--- TASK PROMPT ---
Every entry below needs to be repeated exactly.

--- SUPPLIED MATERIAL ---
* * * * *

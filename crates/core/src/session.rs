//! The two user actions ("Get Transcript" and "Summarize") wired over the
//! fetcher, chunker and summarizer, rendering through a [`Frontend`].

use crate::{
    captions::CaptionsProvider,
    chunker::{ChunkerConfig, TextChunker},
    error::Result,
    fetcher::TranscriptFetcher,
    llm::LanguageModel,
    summarizer::summarize_chunk,
    types::{Progress, Transcript, TranscriptOutcome},
};

pub const MISSING_URL: &str = "Please enter a valid YouTube URL.";
pub const TRANSCRIPT_NOT_FOUND: &str =
    "Transcript not found. The video may not have captions or the URL might be invalid.";
pub const SUMMARY_SOURCE_MISSING: &str = "Failed to extract transcript for summarization.";

/// Output surfaces an action renders to
pub trait Frontend {
    /// A blocking step started
    fn busy(&mut self, message: &str);
    /// The current blocking step finished
    fn idle(&mut self);
    fn transcript(&mut self, transcript: &Transcript);
    fn summary(&mut self, summary: &str);
    fn error(&mut self, message: &str);
    fn progress(&mut self, progress: Progress);
}

#[derive(Debug, Clone, PartialEq)]
pub enum ActionOutcome {
    MissingUrl,
    Transcript(Transcript),
    Summary {
        transcript: Transcript,
        summary: String,
        failed_chunks: usize,
    },
    NotFound,
    Failed(String),
}

pub struct Session<C, M> {
    fetcher: TranscriptFetcher<C>,
    model: M,
    chunker: TextChunker,
}

impl<C, M> Session<C, M>
where
    C: CaptionsProvider,
    M: LanguageModel,
{
    pub fn new(captions: C, model: M) -> Self {
        Self {
            fetcher: TranscriptFetcher::new(captions),
            model,
            chunker: TextChunker::default(),
        }
    }

    pub fn with_languages(mut self, languages: Vec<String>) -> Self {
        self.fetcher = self.fetcher.with_languages(languages);
        self
    }

    pub fn with_chunking(mut self, config: ChunkerConfig) -> Result<Self> {
        self.chunker = TextChunker::new(config)?;
        Ok(self)
    }

    pub fn fetcher(&self) -> &TranscriptFetcher<C> {
        &self.fetcher
    }

    pub fn model(&self) -> &M {
        &self.model
    }

    /// "Get Transcript"
    #[tracing::instrument(skip(self, ui))]
    pub async fn fetch_action<F: Frontend>(&mut self, url: &str, ui: &mut F) -> ActionOutcome {
        if url.trim().is_empty() {
            ui.error(MISSING_URL);
            return ActionOutcome::MissingUrl;
        }

        match self.load_transcript(url, ui).await {
            TranscriptOutcome::Found(transcript) => {
                ui.transcript(&transcript);
                ActionOutcome::Transcript(transcript)
            }
            TranscriptOutcome::NotFound => {
                ui.error(TRANSCRIPT_NOT_FOUND);
                ActionOutcome::NotFound
            }
            TranscriptOutcome::Failed(detail) => {
                ui.error(&format!("Error fetching transcript: {detail}"));
                ActionOutcome::Failed(detail)
            }
        }
    }

    /// "Summarize"
    #[tracing::instrument(skip(self, ui))]
    pub async fn summarize_action<F: Frontend>(&mut self, url: &str, ui: &mut F) -> ActionOutcome {
        if url.trim().is_empty() {
            ui.error(MISSING_URL);
            return ActionOutcome::MissingUrl;
        }

        let transcript = match self.load_transcript(url, ui).await {
            TranscriptOutcome::Found(transcript) => transcript,
            TranscriptOutcome::NotFound => {
                ui.error(SUMMARY_SOURCE_MISSING);
                return ActionOutcome::NotFound;
            }
            TranscriptOutcome::Failed(detail) => {
                ui.error(&format!(
                    "{}: {detail}",
                    SUMMARY_SOURCE_MISSING.trim_end_matches('.')
                ));
                return ActionOutcome::Failed(detail);
            }
        };

        ui.transcript(&transcript);

        ui.busy("Summarizing transcript...");
        let (summary, failed_chunks) = self.summarize_transcript(&transcript, ui).await;
        ui.idle();

        ui.summary(&summary);
        ActionOutcome::Summary {
            transcript,
            summary,
            failed_chunks,
        }
    }

    /// Drop everything this session remembered
    pub fn end(&mut self) {
        self.fetcher.clear_cache();
    }

    async fn load_transcript<F: Frontend>(&mut self, url: &str, ui: &mut F) -> TranscriptOutcome {
        ui.busy("Fetching transcript...");
        let outcome = self.fetcher.fetch(url).await;
        ui.idle();
        outcome
    }

    /// Summarize chunk by chunk, in order. A failing chunk is reported and
    /// left out; progress still advances past it.
    async fn summarize_transcript<F: Frontend>(
        &self,
        transcript: &Transcript,
        ui: &mut F,
    ) -> (String, usize) {
        let chunks = self.chunker.split(&transcript.text());
        let total = chunks.len();
        tracing::info!(chunks = total, "Summarizing transcript");

        let mut summaries = Vec::with_capacity(total);
        let mut failed = 0;

        ui.progress(Progress { completed: 0, total });
        for (i, chunk) in chunks.iter().enumerate() {
            match summarize_chunk(&self.model, chunk).await {
                Ok(summary) if !summary.is_empty() => summaries.push(summary),
                Ok(_) => tracing::warn!(chunk = i, "Model returned an empty summary"),
                Err(e) => {
                    failed += 1;
                    ui.error(&format!("Error during summarization: {e}"));
                }
            }
            ui.progress(Progress {
                completed: i + 1,
                total,
            });
        }

        (summaries.join(" "), failed)
    }
}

* * * * *

--- ANSWER BOX ---
filename crates/core/src/session.rs
//! The two user actions ("Get Transcript" and "Summarize") wired over the
//! fetcher, chunker and summarizer, rendering through a [`Frontend`].

use crate::{
    captions::CaptionsProvider,
    chunker::{ChunkerConfig, TextChunker},
    error::Result,
    fetcher::TranscriptFetcher,
    llm::LanguageModel,
    summarizer::summarize_chunk,
    types::{Progress, Transcript, TranscriptOutcome},
};

pub const MISSING_URL: &str = "Please enter a valid YouTube URL.";
pub const TRANSCRIPT_NOT_FOUND: &str =
    "Transcript not found. The video may not have captions or the URL might be invalid.";
pub const SUMMARY_SOURCE_MISSING: &str = "Failed to extract transcript for summarization.";

/// Output surfaces an action renders to
pub trait Frontend {
    /// A blocking step started
    fn busy(&mut self, message: &str);
    /// The current blocking step finished
    fn idle(&mut self);
    fn transcript(&mut self, transcript: &Transcript);
    fn summary(&mut self, summary: &str);
    fn error(&mut self, message: &str);
    fn progress(&mut self, progress: Progress);
}

#[derive(Debug, Clone, PartialEq)]
pub enum ActionOutcome {
    MissingUrl,
    Transcript(Transcript),
    Summary {
        transcript: Transcript,
        summary: String,
        failed_chunks: usize,
    },
    NotFound,
    Failed(String),
}

pub struct Session<C, M> {
    fetcher: TranscriptFetcher<C>,
    model: M,
    chunker: TextChunker,
}

impl<C, M> Session<C, M>
where
    C: CaptionsProvider,
    M: LanguageModel,
{
    pub fn new(captions: C, model: M) -> Self {
        Self {
            fetcher: TranscriptFetcher::new(captions),
            model,
            chunker: TextChunker::default(),
        }
    }

    pub fn with_languages(mut self, languages: Vec<String>) -> Self {
        self.fetcher = self.fetcher.with_languages(languages);
        self
    }

    pub fn with_chunking(mut self, config: ChunkerConfig) -> Result<Self> {
        self.chunker = TextChunker::new(config)?;
        Ok(self)
    }

    pub fn fetcher(&self) -> &TranscriptFetcher<C> {
        &self.fetcher
    }

    pub fn model(&self) -> &M {
        &self.model
    }

    /// "Get Transcript"
    #[tracing::instrument(skip(self, ui))]
    pub async fn fetch_action<F: Frontend>(&mut self, url: &str, ui: &mut F) -> ActionOutcome {
        if url.trim().is_empty() {
            ui.error(MISSING_URL);
            return ActionOutcome::MissingUrl;
        }

        match self.load_transcript(url, ui).await {
            TranscriptOutcome::Found(transcript) => {
                ui.transcript(&transcript);
                ActionOutcome::Transcript(transcript)
            }
            TranscriptOutcome::NotFound => {
                ui.error(TRANSCRIPT_NOT_FOUND);
                ActionOutcome::NotFound
            }
            TranscriptOutcome::Failed(detail) => {
                ui.error(&format!("Error fetching transcript: {detail}"));
                ActionOutcome::Failed(detail)
            }
        }
    }

    /// "Summarize"
    #[tracing::instrument(skip(self, ui))]
    pub async fn summarize_action<F: Frontend>(&mut self, url: &str, ui: &mut F) -> ActionOutcome {
        if url.trim().is_empty() {
            ui.error(MISSING_URL);
            return ActionOutcome::MissingUrl;
        }

        let transcript = match self.load_transcript(url, ui).await {
            TranscriptOutcome::Found(transcript) => transcript,
            TranscriptOutcome::NotFound => {
                ui.error(SUMMARY_SOURCE_MISSING);
                return ActionOutcome::NotFound;
            }
            TranscriptOutcome::Failed(detail) => {
                ui.error(&format!(
                    "{}: {detail}",
                    SUMMARY_SOURCE_MISSING.trim_end_matches('.')
                ));
                return ActionOutcome::Failed(detail);
            }
        };

        ui.transcript(&transcript);

        ui.busy("Summarizing transcript...");
        let (summary, failed_chunks) = self.summarize_transcript(&transcript, ui).await;
        ui.idle();

        ui.summary(&summary);
        ActionOutcome::Summary {
            transcript,
            summary,
            failed_chunks,
        }
    }

    /// Drop everything this session remembered
    pub fn end(&mut self) {
        self.fetcher.clear_cache();
    }

    async fn load_transcript<F: Frontend>(&mut self, url: &str, ui: &mut F) -> TranscriptOutcome {
        ui.busy("Fetching transcript...");
        let outcome = self.fetcher.fetch(url).await;
        ui.idle();
        outcome
    }

    /// Summarize chunk by chunk, in order. A failing chunk is reported and
    /// left out; progress still advances past it.
    async fn summarize_transcript<F: Frontend>(
        &self,
        transcript: &Transcript,
        ui: &mut F,
    ) -> (String, usize) {
        let chunks = self.chunker.split(&transcript.text());
        let total = chunks.len();
        tracing::info!(chunks = total, "Summarizing transcript");

        let mut summaries = Vec::with_capacity(total);
        let mut failed = 0;

        ui.progress(Progress { completed: 0, total });
        for (i, chunk) in chunks.iter().enumerate() {
            match summarize_chunk(&self.model, chunk).await {
                Ok(summary) if !summary.is_empty() => summaries.push(summary),
                Ok(_) => tracing::warn!(chunk = i, "Model returned an empty summary"),
                Err(e) => {
                    failed += 1;
                    ui.error(&format!("Error during summarization: {e}"));
                }
            }
            ui.progress(Progress {
                completed: i + 1,
                total,
            });
        }

        (summaries.join(" "), failed)
    }
}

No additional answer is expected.